Calpain System Regulates the Differentiation of Adult Primitive Mesenchymal ST-13 Adipocytes

The activity of calpain, a calcium-activated protease, is required during the mitotic clonal expansion phase of 3T3-L1 embryonic preadipocyte differentiation. Here we examined the role of calpain in the adipogenesis of ST-13 preadipocytes established from adult primitive mesenchymal cells, which do not require mitotic clonal expansion. After exposure to the calpain inhibitor, N-benzyloxycarbonyl-l-leucyl-l-leucinal or overexpression of calpastatin, a specific endogenous inhibitor of calpain, ST-13 preadipocytes acquired the adipocyte phenotype.
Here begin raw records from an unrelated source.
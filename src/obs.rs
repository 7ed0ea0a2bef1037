//! Optional observability helpers for the request gate and limiter backends.
//!
//! # Feature Flags
//!
//! - Enable `tracing` to emit structured spans named `payments_client.call` with the `call`
//!   (API call or token refresh) and `stage` fields, plus events for refusals and sweeps.
//! - Enable `metrics` to increment `payments_client_admission_total` (labeled by `outcome`)
//!   and `payments_client_call_total` (labeled by `call` + `outcome`).

mod metrics;
mod tracing;

pub use self::metrics::*;
pub use self::tracing::*;

// self
use crate::_prelude::*;

/// Outbound call kinds passing through the gate.
#[derive(Clone, Copy, Debug, PartialEq, Eq, Hash)]
pub enum CallKind {
	/// Payments API request.
	Api,
	/// Client-credentials token refresh.
	TokenRefresh,
}
impl CallKind {
	/// Returns a stable label suitable for span or metric fields.
	pub const fn as_str(self) -> &'static str {
		match self {
			CallKind::Api => "api",
			CallKind::TokenRefresh => "token_refresh",
		}
	}
}
impl Display for CallKind {
	fn fmt(&self, f: &mut Formatter) -> FmtResult {
		f.write_str(self.as_str())
	}
}

/// Outcome labels recorded for each call.
#[derive(Clone, Copy, Debug, PartialEq, Eq, Hash)]
pub enum CallOutcome {
	/// Entry to the gate.
	Attempt,
	/// Response received and accepted.
	Success,
	/// Refused by the limiter before any I/O.
	RateLimited,
	/// Failure propagated back to the caller.
	Failure,
}
impl CallOutcome {
	/// Returns a stable label suitable for span or metric fields.
	pub const fn as_str(self) -> &'static str {
		match self {
			CallOutcome::Attempt => "attempt",
			CallOutcome::Success => "success",
			CallOutcome::RateLimited => "rate_limited",
			CallOutcome::Failure => "failure",
		}
	}
}
impl Display for CallOutcome {
	fn fmt(&self, f: &mut Formatter) -> FmtResult {
		f.write_str(self.as_str())
	}
}

/// Per-permit limiter outcomes.
#[derive(Clone, Copy, Debug, PartialEq, Eq, Hash)]
pub enum AdmissionOutcome {
	/// Permit granted.
	Allowed,
	/// Window exhausted.
	Blocked,
	/// Backend failed.
	Error,
}
impl AdmissionOutcome {
	/// Returns a stable label suitable for span or metric fields.
	pub const fn as_str(self) -> &'static str {
		match self {
			AdmissionOutcome::Allowed => "allowed",
			AdmissionOutcome::Blocked => "blocked",
			AdmissionOutcome::Error => "error",
		}
	}
}
impl Display for AdmissionOutcome {
	fn fmt(&self, f: &mut Formatter) -> FmtResult {
		f.write_str(self.as_str())
	}
}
Overexpression of calpastatin in ST-13 adipocytes stimulated the expression of adipocyte-specific CCAAT/enhancer-binding protein-α (C/EBPα), peroxisome proliferator-activated receptor (PPAR)-γ, sterol regulatory element-binding protein 1, and the insulin signaling molecules, insulin receptor α, insulin-receptor substrates, and GLUT4. However, insulin-stimulated glucose uptake was reduced by approximately 52%. The addition of calpain to the nuclear fraction of ST-13 adipocytes resulted in the Ca2+-dependent degradation of PPARγ and C/EBPα but not sterol regulatory element-binding protein 1. Exposing ST-13 adipocytes to A23187 also led to losses of endogenous PPARγ and C/EBPα. Under both conditions, calpain inhibitors almost completely prevented C/EBPα cleavage but partially blocked the decrease of PPARγ. Two ubiquitous forms of calpain, μ- and m-calpain, localized to the cytosol and the nucleus, whereas the activated form of μ- but not m-calpain was found in the nucleus. Finally, stable dominant-negative μ-calpain transfectants showed accelerated adipogenesis and increase in the levels of PPARγ and C/EBPα during adipocyte program. These results support evidence that the calpain system is involved in regulating the differentiation of adult primitive mesenchymal ST-13 preadipocytes.